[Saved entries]
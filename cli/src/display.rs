use jamcache_core::{ImportReport, StoreCounts, StoredTrack};

use crate::colors::ColorScheme;
use crate::utils::format_number;

pub fn format_import_report(report: &ImportReport, colors: &ColorScheme) -> String {
    let mut out = format!(
        "{} Imported {} tracks",
        colors.success("✅"),
        colors.number(&format_number(report.imported))
    );
    if report.skipped > 0 {
        out.push_str(&format!(
            ", {} {}",
            colors.number(&format_number(report.skipped)),
            colors.warning("skipped")
        ));
        for error in &report.errors {
            out.push_str(&format!("\n   {} {}", colors.warning("-"), error));
        }
    }
    out
}

pub fn format_counts(counts: &StoreCounts, colors: &ColorScheme) -> Vec<String> {
    let live = counts.cache_entries.saturating_sub(counts.expired_cache_entries);
    vec![
        count_line("Tracks", counts.tracks, colors),
        count_line("Favorites", counts.favorites, colors),
        count_line("Plays", counts.plays, colors),
        format!(
            "{:<14} {} ({} live, {} expired)",
            colors.label("Cache entries"),
            colors.number(&format_number(counts.cache_entries)),
            format_number(live),
            format_number(counts.expired_cache_entries)
        ),
    ]
}

fn count_line(label: &str, value: usize, colors: &ColorScheme) -> String {
    format!(
        "{:<14} {}",
        colors.label(label),
        colors.number(&format_number(value))
    )
}

pub fn format_top_track(rank: usize, stored: &StoredTrack, colors: &ColorScheme) -> String {
    let track = &stored.track;
    format!(
        "{:>3} {} by {} [{:.1} rating, {} downloads, {} favorites] {}",
        colors.rank(&format!("{rank}.")),
        colors.track_name(&format!("\"{}\"", track.name)),
        colors.artist_name(&track.artist_name),
        track.stats_rate,
        format_number(usize::try_from(track.stats_downloads_total).unwrap_or(0)),
        format_number(usize::try_from(track.stats_playlisted).unwrap_or(0)),
        track.duration_formatted()
    )
}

● **ABOUT THIS EXERCISE**
Write out the data again in full. Match it exactly.

● **TASK SOLUTION**
filename cli/src/display.rs
use jamcache_core::{ImportReport, StoreCounts, StoredTrack};

use crate::colors::ColorScheme;
use crate::utils::format_number;

pub fn format_import_report(report: &ImportReport, colors: &ColorScheme) -> String {
    let mut out = format!(
        "{} Imported {} tracks",
        colors.success("✅"),
        colors.number(&format_number(report.imported))
    );
    if report.skipped > 0 {
        out.push_str(&format!(
            ", {} {}",
            colors.number(&format_number(report.skipped)),
            colors.warning("skipped")
        ));
        for error in &report.errors {
            out.push_str(&format!("\n   {} {}", colors.warning("-"), error));
        }
    }
    out
}

pub fn format_counts(counts: &StoreCounts, colors: &ColorScheme) -> Vec<String> {
    let live = counts.cache_entries.saturating_sub(counts.expired_cache_entries);
    vec![
        count_line("Tracks", counts.tracks, colors),
        count_line("Favorites", counts.favorites, colors),
        count_line("Plays", counts.plays, colors),
        format!(
            "{:<14} {} ({} live, {} expired)",
            colors.label("Cache entries"),
            colors.number(&format_number(counts.cache_entries)),
            format_number(live),
            format_number(counts.expired_cache_entries)
        ),
    ]
}

fn count_line(label: &str, value: usize, colors: &ColorScheme) -> String {
    format!(
        "{:<14} {}",
        colors.label(label),
        colors.number(&format_number(value))
    )
}

pub fn format_top_track(rank: usize, stored: &StoredTrack, colors: &ColorScheme) -> String {
    let track = &stored.track;
    format!(
        "{:>3} {} by {} [{:.1} rating, {} downloads, {} favorites] {}",
        colors.rank(&format!("{rank}.")),
        colors.track_name(&format!("\"{}\"", track.name)),
        colors.artist_name(&track.artist_name),
        track.stats_rate,
        format_number(usize::try_from(track.stats_downloads_total).unwrap_or(0)),
        format_number(usize::try_from(track.stats_playlisted).unwrap_or(0)),
        track.duration_formatted()
    )
}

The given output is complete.